Decepcionante, por no decir
otra cosa, está siendo también la falta de sentido ético con el que se está tratando
esta funesta pandemia. Desgraciadamente
hay claros indicadores que muestran que en la prelación de valores no se están
teniendo en cuenta criterios rigurosos de moralidad. En la jerarquía axiológica,
nadie debiera dudar que la salud ocupa el vértice superior de la pirámide, pero
en la realidad hemos podido ver como este valor absoluto ha sido postergado en
consideración a intereses bastardos. En nuestros días ha vuelto el viejo
litigio entre seguridad y libertad, sin que se nos aclare de qué tipo de
libertad estamos hablando. A estas alturas, pienso yo, que la humanidad entera
debiera tener asumido lo del “ Primum vivere”. que en el orden moral ha de interpretarse en
el sentido de que la vida de una persona vale más que todo el dinero del mundo.

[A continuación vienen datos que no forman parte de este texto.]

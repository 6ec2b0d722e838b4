//! Migration generator

use super::{create_dir, require_module, require_name, write_file, ArtifactGenerator};
use crate::error::RegistryResult;
use crate::module::Slug;
use crate::naming::Naming;
use crate::registry::Registry;
use crate::template::{Bindings, Placeholder, Stub, StubStore, TemplateRenderer};
use chrono::{DateTime, Utc};
use std::path::PathBuf;

/// Writes `database/migrations/<timestamp>_create_<table>_table.sql` into an
/// existing module
pub struct MigrationGenerator<'a> {
    registry: &'a Registry,
    stubs: StubStore,
    now: fn() -> DateTime<Utc>,
}

impl<'a> MigrationGenerator<'a> {
    /// Create a generator using the configured stub overrides
    #[must_use]
    pub fn new(registry: &'a Registry) -> Self {
        Self {
            registry,
            stubs: StubStore::new(registry.config().stubs_path.clone()),
            now: Utc::now,
        }
    }

    /// Use a fixed clock for the file name timestamp
    #[must_use]
    pub fn with_clock(mut self, now: fn() -> DateTime<Utc>) -> Self {
        self.now = now;
        self
    }

    fn file_name(&self, table: &str) -> String {
        let timestamp = (self.now)().format("%Y%m%d%H%M%S");
        format!("{timestamp}_create_{table}_table.sql")
    }
}

impl ArtifactGenerator for MigrationGenerator<'_> {
    fn generate(&self, slug: &Slug, artifact_name: &str) -> RegistryResult<PathBuf> {
        let table = require_name(artifact_name, Naming::table(artifact_name))?;
        let module_dir = require_module(self.registry, slug)?;

        let dir = module_dir.join("database").join("migrations");
        create_dir(&dir)?;

        let bindings = Bindings::new()
            .with(Placeholder::Module, slug.as_str())
            .with(Placeholder::Table, table.as_str());

        let path = dir.join(self.file_name(&table));
        let contents = TemplateRenderer::render(&self.stubs.load(Stub::Migration)?, &bindings);
        write_file(&path, &contents)?;

        tracing::info!(module = %slug, table = %table, "Migration created");
        Ok(path)
    }
}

¿Qué decir cuando hablamos, no ya de una vida, sino de millones de vidas?
Por fin hay indicadores
fiables que nos muestran que nuestro individualismo egolátrico nos mantiene
todavía lejos de alcanzar unos niveles deseables de solidaridad, no ya
solo entre las personas, sino también
entre las naciones. En este sentido la pandemia nos deja una severa advertencia:
o nos salvamos todos o todos sufriremos las consecuencias nefastas. Quiero acaba por donde comencé. Después de haber tenido una experiencia tan directa
de nuestra propia fragilidad y vulnerabilidad, los hombres y mujeres hemos de
volver al mundo de la interioridad, desde donde se podrán descubrir nuevos
horizontes. En tiempos
de crisis, huérfanos de utopías y de idealismos, acosados por los miedos y por las frustraciones, vuelve a ser hermosa,
una vez más, esa noble aspiración que apuesta por el hombre y reclama la
presencia del espíritu en medio de un
mundo materializado y deshumanizado.